■ **Data excerpts**
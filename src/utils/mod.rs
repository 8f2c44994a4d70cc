pub mod segment_validator;

pub use segment_validator::{SegmentValidationError, validate_segment};
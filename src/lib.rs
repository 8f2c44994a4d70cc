//! comfyui-sidecar - bootstrap sidecar for ComfyUI game servers
//!
//! On startup the ComfyUI model directory is replaced by a symlink into a
//! shared NFS mount. The sidecar then watches the local Agones SDK for this
//! game server's labels; once a `user` label appears, the input and output
//! directories are linked to that user's directories on the same mount and
//! the process exits.
//!
//! # Architecture
//! - `config`: Configuration loading (TOML file + environment) and validation
//! - `mount`: Directory layout and the replace-with-symlink operation
//! - `watch`: Agones SDK watch client, retry policy and event parsing
//! - `runtime`: The one-shot bootstrap sequence
//! - `system`: Logging, cancellation and signal handling
//! - `utils`: Input validation helpers

pub mod cli;
pub mod config;
pub mod errors;
pub mod mount;
pub mod runtime;
pub mod system;
pub mod utils;
pub mod watch;
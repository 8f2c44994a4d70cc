//! 配置值验证模块
//!
//! 在启动时一次性检查配置是否可用，避免带着错误的路径去删除目录。

use super::{RetryConfig, SDK_PORT_ENV, SidecarConfig};
use crate::errors::{Result, SidecarError};
use crate::utils::validate_segment;

/// 验证完整配置
pub fn validate_config(config: &SidecarConfig) -> Result<()> {
    if config.sdk.port.is_none() {
        return Err(SidecarError::config(format!(
            "Agones SDK port is not configured; set {} or sdk.port",
            SDK_PORT_ENV
        )));
    }

    if config.sdk.host.trim().is_empty() {
        return Err(SidecarError::config("sdk.host cannot be empty"));
    }

    if !config.sdk.watch_path.starts_with('/') {
        return Err(SidecarError::config(format!(
            "sdk.watch_path must start with '/': {}",
            config.sdk.watch_path
        )));
    }

    if !config.mount.root.is_absolute() {
        return Err(SidecarError::config(format!(
            "mount.root must be an absolute path: {}",
            config.mount.root.display()
        )));
    }

    if !config.mount.app_root.is_absolute() {
        return Err(SidecarError::config(format!(
            "mount.app_root must be an absolute path: {}",
            config.mount.app_root.display()
        )));
    }

    validate_segment(&config.mount.model_dir)
        .map_err(|e| SidecarError::config(format!("mount.model_dir: {}", e)))?;

    for dir in &config.mount.user_dirs {
        validate_segment(dir)
            .map_err(|e| SidecarError::config(format!("mount.user_dirs entry '{}': {}", dir, e)))?;
    }

    if config.watch.label_key.trim().is_empty() {
        return Err(SidecarError::config("watch.label_key cannot be empty"));
    }

    validate_retry(&config.retry)
}

/// 验证重试配置
pub fn validate_retry(retry: &RetryConfig) -> Result<()> {
    if retry.backoff_multiplier.is_nan() || retry.backoff_multiplier < 1.0 {
        return Err(SidecarError::config(format!(
            "retry.backoff_multiplier must be >= 1.0, got {}",
            retry.backoff_multiplier
        )));
    }

    if retry.max_delay_ms < retry.initial_delay_ms {
        return Err(SidecarError::config(format!(
            "retry.max_delay_ms ({}) is smaller than retry.initial_delay_ms ({})",
            retry.max_delay_ms, retry.initial_delay_ms
        )));
    }

    Ok(())
}

#[cfg(test)]
mod tests {
    use super::*;
    use std::path::PathBuf;

    fn valid_config() -> SidecarConfig {
        let mut config = SidecarConfig::default();
        config.sdk.port = Some(9358);
        config
    }

    #[test]
    fn test_default_with_port_is_valid() {
        assert!(validate_config(&valid_config()).is_ok());
    }

    #[test]
    fn test_relative_mount_root_rejected() {
        let mut config = valid_config();
        config.mount.root = PathBuf::from("nfs");
        assert!(matches!(
            validate_config(&config),
            Err(SidecarError::Config(_))
        ));
    }

    #[test]
    fn test_traversal_in_user_dirs_rejected() {
        let mut config = valid_config();
        config.mount.user_dirs = vec!["outputs".to_string(), "../etc".to_string()];
        let err = validate_config(&config).unwrap_err();
        assert!(err.message().contains("../etc"));
    }

    #[test]
    fn test_watch_path_must_be_absolute() {
        let mut config = valid_config();
        config.sdk.watch_path = "watch/gameserver".to_string();
        assert!(validate_config(&config).is_err());
    }

    #[test]
    fn test_retry_bounds() {
        let mut retry = RetryConfig::default();
        retry.backoff_multiplier = 0.5;
        assert!(validate_retry(&retry).is_err());

        let mut retry = RetryConfig::default();
        retry.initial_delay_ms = 5000;
        retry.max_delay_ms = 1000;
        assert!(validate_retry(&retry).is_err());

        let mut retry = RetryConfig::default();
        retry.backoff_multiplier = f64::NAN;
        assert!(validate_retry(&retry).is_err());
    }
}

■ **Task**
The string "filename" shows up in some lines of the listing. Copy each such line.

■ **Output**
filename src/utils/mod.rs
filename src/lib.rs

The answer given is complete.